I'm not 100% sure of their age because I got them from Petsmart, but I can guess the first one is about less than a year while the other one seems to be about about a year old. The rat being attacked isn't squeaking, but next time I think I'll pay more attention to see if he's in distress or not. I had picked up the rat and saw it was just a few droplets of blood. Then when I was attempting to pick up the rat to see where the blood was coming from, more blood came, but it honestly didn't seem like much. Not sure how to explain this, but the blood was a medium sized area between my thumb and my forefinger. It didn't seem to be coming out rapidly like when it's pouring out, but it was coming out just slowly, but I put it in some water (with my rat protesting because he hates water) and it seemed to stop after a while.


----------



## VeronicaJ3 (May 11, 2015)

I watched my rats extra carefully when they were doing whatever they were doing. One rat will sideways pin the other rat down and it looks as if he's "nibbling" or biting his skin close to his eye (which concerned me), but when I picked up the rat who was attacked, he seemed fine. No blood. And sometimes, both rats will rear up on their hind legs as much as they can go in their igloo and wrestle slightly. Another time, one rat climbed over the other right on top of his face and just lied there on the other rat's face. I usually have them separated unless I'm home, until I can figure out what they're doing.


----------



## Chaolithe (Jul 13, 2015)

VeronicaJ3 said:


> Ok, one of my rats started bleeding earlier on his nail or paw (I would guess nail) and I don't know how it happened, but it seems to have stopped. I'm not sure if it's them fighting or not.


I'm not an expert by any means, but I would guess it's his nail/claw as well that was bleeding. Rat claws can break from whatever reason (I'm gonna say in your situation it's from rough play) and cause bleeding.

My two boys are only 2 and a half months old and they do the same thing. They play fight. I hear a squeak once in awhile, but I feel that that is normal rat talk telling the other to "back off". I agree with what ratsarecute said about the squeaking.

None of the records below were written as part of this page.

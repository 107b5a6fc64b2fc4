use std::path::PathBuf;
use std::process::ExitCode;
use std::time::{Duration, Instant};

use clap::{Parser, ValueEnum};
use strata_geom::Vec3;
use strata_runtime::TerrainStreamer;
use strata_world::{ConfigError, MesherKind, SeamPolicy, TerrainConfig, load_config_from_path};

#[derive(Copy, Clone, Debug, ValueEnum)]
enum MesherArg {
    FaceCull,
    MarchingCubes,
}

impl From<MesherArg> for MesherKind {
    fn from(m: MesherArg) -> Self {
        match m {
            MesherArg::FaceCull => MesherKind::FaceCull,
            MesherArg::MarchingCubes => MesherKind::MarchingCubes,
        }
    }
}

#[derive(Copy, Clone, Debug, ValueEnum)]
enum SeamsArg {
    Isolated,
    Sampled,
}

impl From<SeamsArg> for SeamPolicy {
    fn from(s: SeamsArg) -> Self {
        match s {
            SeamsArg::Isolated => SeamPolicy::Isolated,
            SeamsArg::Sampled => SeamPolicy::Sampled,
        }
    }
}

/// Streams terrain around an observer walking along +X and logs the scheduler
/// state every tick.
#[derive(Parser, Debug)]
#[command(name = "strata", version, about)]
struct Args {
    /// TOML terrain config; built-in defaults when omitted
    #[arg(long)]
    config: Option<PathBuf>,
    /// Number of scheduling ticks to run
    #[arg(long, default_value_t = 240)]
    ticks: u64,
    /// World units the observer moves per tick
    #[arg(long, default_value_t = 0.5)]
    step: f32,
    #[arg(long, value_enum)]
    mesher: Option<MesherArg>,
    #[arg(long, value_enum)]
    seams: Option<SeamsArg>,
    /// Sleep between ticks, in milliseconds
    #[arg(long, default_value_t = 16)]
    tick_ms: u64,
    /// After the walk, keep ticking in place until every admitted chunk loads
    #[arg(long)]
    settle: bool,
}

fn load_config(args: &Args) -> Result<TerrainConfig, ConfigError> {
    let mut cfg = match &args.config {
        Some(path) => load_config_from_path(path)?,
        None => TerrainConfig::default(),
    };
    if let Some(m) = args.mesher {
        cfg.mesher = m.into();
    }
    if let Some(s) = args.seams {
        cfg.seams = s.into();
    }
    cfg.validate()?;
    Ok(cfg)
}

fn main() -> ExitCode {
    env_logger::Builder::from_env(env_logger::Env::default().default_filter_or("info"))
        .format_timestamp_millis()
        .init();
    let args = Args::parse();

    let cfg = match load_config(&args) {
        Ok(cfg) => cfg,
        Err(e) => {
            log::error!("configuration rejected: {e}");
            return ExitCode::from(2);
        }
    };
    let mut streamer = match TerrainStreamer::new(cfg) {
        Ok(s) => s,
        Err(e) => {
            log::error!("configuration rejected: {e}");
            return ExitCode::from(2);
        }
    };

    let started = Instant::now();
    let mut observer = Vec3::new(0.5, 0.0, 0.5);
    for _ in 0..args.ticks {
        let report = streamer.tick(observer);
        let st = streamer.stats();
        log::info!(
            target: "events",
            "[tick {}] chunk=({}, {}) pool={} ready={} loading={} loaded={} queued={} inflight={} +{} -{} failed={}",
            report.tick,
            report.center.cx,
            report.center.cz,
            st.pooled,
            st.ready_to_load,
            st.loading,
            st.loaded,
            st.queued_jobs,
            st.inflight_jobs,
            report.harvested,
            report.evicted,
            st.failures
        );
        observer += Vec3::new(args.step, 0.0, 0.0);
        if args.tick_ms > 0 {
            std::thread::sleep(Duration::from_millis(args.tick_ms));
        }
    }
    if args.settle && !streamer.wait_idle(Duration::from_secs(30)) {
        log::warn!("streamer did not settle within 30s");
    }

    let st = streamer.stats();
    let triangles: usize = streamer.renderables().map(|r| r.indices.len() / 3).sum();
    let vertices: usize = streamer.renderables().map(|r| r.vertices.len()).sum();
    println!(
        "{} ticks in {:.2?}: {} chunks loaded of {} slots, {} triangles, {} vertices, {} failures",
        args.ticks,
        started.elapsed(),
        st.loaded,
        st.total,
        triangles,
        vertices,
        st.failures
    );
    streamer.shutdown();
    ExitCode::SUCCESS
}
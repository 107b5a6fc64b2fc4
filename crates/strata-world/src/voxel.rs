use serde::{Deserialize, Serialize};

/// One grid cell. `id == 0` is empty; any other value is a solid material id.
#[derive(Clone, Copy, Debug, Default, PartialEq, Eq, Hash, Serialize, Deserialize)]
pub struct Voxel {
    pub id: u16,
}

impl Voxel {
    pub const EMPTY: Voxel = Voxel { id: 0 };
    pub const STONE: Voxel = Voxel { id: 1 };
    pub const DIRT: Voxel = Voxel { id: 2 };
    pub const GRASS: Voxel = Voxel { id: 3 };

    #[inline]
    pub const fn new(id: u16) -> Self {
        Self { id }
    }

    #[inline]
    pub const fn is_solid(self) -> bool {
        self.id != 0
    }

    #[inline]
    pub const fn is_empty(self) -> bool {
        self.id == 0
    }

    /// Scalar used as marching-cubes density: 1 for any solid material, 0 when
    /// empty.
    #[inline]
    pub fn density(self) -> f32 {
        if self.is_solid() { 1.0 } else { 0.0 }
    }
}
use strata_chunk::VoxelGrid;
use strata_mesh_cpu::ChunkMesh;
use strata_world::{ChunkCoord, Voxel};

use crate::{BuildJob, BuiltChunk};

#[derive(Clone, Copy, Debug, PartialEq, Eq, Hash)]
pub enum SlotState {
    Pooled,
    ReadyToLoad,
    Loading,
    Loaded,
}

/// Recyclable chunk storage. Created once at startup and moved between the
/// streamer's collections; never freed while the streamer lives.
#[derive(Debug)]
pub struct ChunkSlot {
    id: usize,
    state: SlotState,
    coord: Option<ChunkCoord>,
    grid: Option<VoxelGrid>,
    /// Voxel storage kept for the next load while no grid is held.
    spare_cells: Vec<Voxel>,
    mesh: ChunkMesh,
    ticket: u64,
    ready_generation: u64,
    ready: bool,
    visible: bool,
}

impl ChunkSlot {
    pub fn new(id: usize) -> Self {
        Self {
            id,
            state: SlotState::Pooled,
            coord: None,
            grid: None,
            spare_cells: Vec::new(),
            mesh: ChunkMesh::default(),
            ticket: 0,
            ready_generation: 0,
            ready: false,
            visible: false,
        }
    }

    #[inline]
    pub fn id(&self) -> usize {
        self.id
    }

    #[inline]
    pub fn state(&self) -> SlotState {
        self.state
    }

    /// Grid position; `None` while pooled.
    #[inline]
    pub fn coord(&self) -> Option<ChunkCoord> {
        self.coord
    }

    #[inline]
    pub fn grid(&self) -> Option<&VoxelGrid> {
        self.grid.as_ref()
    }

    #[inline]
    pub fn mesh(&self) -> &ChunkMesh {
        &self.mesh
    }

    #[inline]
    pub fn visible(&self) -> bool {
        self.visible
    }

    /// Number of successful loads this slot has completed.
    #[inline]
    pub fn ready_generation(&self) -> u64 {
        self.ready_generation
    }

    /// Ticket of the most recent dispatch.
    #[inline]
    pub fn ticket(&self) -> u64 {
        self.ticket
    }

    /// True once the current dispatch has committed its voxels and mesh.
    #[inline]
    pub fn is_ready(&self) -> bool {
        self.state == SlotState::Loading && self.ready
    }

    /// Pooled -> ReadyToLoad.
    pub fn assign(&mut self, coord: ChunkCoord) {
        debug_assert_eq!(self.state, SlotState::Pooled, "assign on slot {}", self.id);
        self.coord = Some(coord);
        self.state = SlotState::ReadyToLoad;
    }

    /// ReadyToLoad -> Loading. Moves the recycled buffers into a job under a
    /// fresh ticket; the previous mesh is gone from this point on.
    pub fn begin_load(&mut self) -> BuildJob {
        debug_assert_eq!(self.state, SlotState::ReadyToLoad, "begin_load on slot {}", self.id);
        let coord = self.coord.unwrap_or_default();
        self.ticket += 1;
        self.ready = false;
        self.state = SlotState::Loading;
        let mut mesh = std::mem::take(&mut self.mesh);
        mesh.clear_keep_capacity();
        let cells = match self.grid.take() {
            Some(g) => g.into_cells(),
            None => std::mem::take(&mut self.spare_cells),
        };
        BuildJob {
            slot: self.id,
            ticket: self.ticket,
            coord,
            cells,
            mesh,
        }
    }

    /// Commits a finished build if it belongs to the current dispatch.
    /// Returns false, leaving the slot untouched, for stale results.
    pub fn complete(&mut self, ticket: u64, built: BuiltChunk) -> bool {
        if self.state != SlotState::Loading || ticket != self.ticket || self.ready {
            return false;
        }
        if Some(built.grid.coord) != self.coord {
            return false;
        }
        self.grid = Some(built.grid);
        self.mesh = built.mesh;
        self.ready_generation += 1;
        self.ready = true;
        true
    }

    /// Loading -> Loaded once ready; makes the chunk visible.
    pub fn mark_loaded(&mut self) {
        debug_assert!(self.is_ready(), "mark_loaded on slot {} before ready", self.id);
        self.state = SlotState::Loaded;
        self.visible = true;
    }

    /// Any state -> Pooled. Strips identity and content and hides the chunk;
    /// storage capacity is kept for reuse.
    pub fn release(&mut self) {
        self.coord = None;
        if let Some(g) = self.grid.take() {
            self.spare_cells = g.into_cells();
        }
        self.mesh.clear_keep_capacity();
        self.ready = false;
        self.visible = false;
        self.state = SlotState::Pooled;
    }
}

#[cfg(test)]
mod tests {
    use super::*;
    use strata_chunk::ChunkOccupancy;

    fn built(coord: ChunkCoord) -> BuiltChunk {
        let mut grid = VoxelGrid::new(coord, 2, 2, 2);
        grid.cells[0] = Voxel::STONE;
        let mut mesh = ChunkMesh::default();
        mesh.add_quad(
            strata_geom::Vec3::ZERO,
            strata_geom::Vec3::ZERO,
            strata_geom::Vec3::ZERO,
            strata_geom::Vec3::ZERO,
        );
        BuiltChunk {
            grid,
            mesh,
            occupancy: ChunkOccupancy::Populated,
        }
    }

    #[test]
    fn full_lifecycle() {
        let c = ChunkCoord::new(1, 2);
        let mut s = ChunkSlot::new(0);
        assert_eq!(s.state(), SlotState::Pooled);
        assert!(!s.visible());

        s.assign(c);
        assert_eq!(s.state(), SlotState::ReadyToLoad);
        assert_eq!(s.coord(), Some(c));

        let job = s.begin_load();
        assert_eq!(s.state(), SlotState::Loading);
        assert_eq!((job.slot, job.ticket, job.coord), (0, 1, c));
        assert!(!s.is_ready());

        assert!(s.complete(job.ticket, built(c)));
        assert!(s.is_ready());
        assert_eq!(s.ready_generation(), 1);
        s.mark_loaded();
        assert_eq!(s.state(), SlotState::Loaded);
        assert!(s.visible());
        assert_eq!(s.mesh().vertices.len(), 4);

        s.release();
        assert_eq!(s.state(), SlotState::Pooled);
        assert_eq!(s.coord(), None);
        assert!(s.grid().is_none());
        assert!(s.mesh().is_empty());
        assert!(!s.visible());
    }

    #[test]
    fn stale_tickets_are_discarded() {
        let c = ChunkCoord::new(0, 0);
        let mut s = ChunkSlot::new(5);
        s.assign(c);
        let first = s.begin_load();
        s.release();
        s.assign(c);
        let second = s.begin_load();
        assert_eq!(second.ticket, first.ticket + 1);

        assert!(!s.complete(first.ticket, built(c)));
        assert!(!s.is_ready());
        assert_eq!(s.ready_generation(), 0);
        assert!(s.complete(second.ticket, built(c)));
        // A duplicate commit for the same dispatch is ignored too.
        assert!(!s.complete(second.ticket, built(c)));
        assert_eq!(s.ready_generation(), 1);
    }

    #[test]
    fn results_for_another_coordinate_are_discarded() {
        let mut s = ChunkSlot::new(1);
        s.assign(ChunkCoord::new(3, 3));
        let job = s.begin_load();
        assert!(!s.complete(job.ticket, built(ChunkCoord::new(4, 3))));
    }

    #[test]
    fn storage_is_recycled_across_loads() {
        let c = ChunkCoord::new(0, 0);
        let mut s = ChunkSlot::new(0);
        s.assign(c);
        let job = s.begin_load();
        assert!(job.cells.is_empty());
        assert!(s.complete(job.ticket, built(c)));
        s.mark_loaded();
        s.release();

        s.assign(ChunkCoord::new(9, 9));
        let job = s.begin_load();
        assert_eq!(job.cells.len(), 8);
        assert!(job.mesh.is_empty());
    }

    #[test]
    fn release_from_loading_returns_to_pool() {
        let mut s = ChunkSlot::new(2);
        s.assign(ChunkCoord::new(-1, 0));
        let _job = s.begin_load();
        s.release();
        assert_eq!(s.state(), SlotState::Pooled);
        assert!(!s.is_ready());
    }
}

If it sounds like a distressed squeak you should be worried.



VeronicaJ3 said:


> I watched my rats extra carefully when they were doing whatever they were doing. One rat will sideways pin the other rat down and it looks as if he's "nibbling" or biting his skin close to his eye (which concerned me), but when I picked up the rat who was attacked, he seemed fine. No blood. And sometimes, both rats will rear up on their hind legs as much as they can go in their igloo and wrestle slightly. Another time, one rat climbed over the other right on top of his face and just lied there on the other rat's face. I usually have them separated unless I'm home, until I can figure out what they're doing.


And again I am not an expert, and I could be wrong, but I am gonna say by the description in this post that they are playing, because my two males are doing the same thing that you have described and it sounds playful. I have watch them closely enough to know that they are safe together and not really going to cause each other harm. They end their fights by grooming and then curling up to sleep again usually and that's that.

For now, if it makes you feel more comfortable you could continue to separate them the way you have been until you get a more for sure answer. But I'm feeling pretty positive that those two are playing. If you see more blood or wounds anywhere you should try to find a way to stop it or keep them apart.

Best of luck to you and your boys. I hope they figure out their little spats quickly.


----------



## VeronicaJ3 (May 11, 2015)

Chaolithe said:


> They end their fights by grooming and then curling up to sleep again usually and that's that.


I have seen them do that a few times, so I'm pretty sure now that they're playing. That has stopped my worrying for any fights now.


----------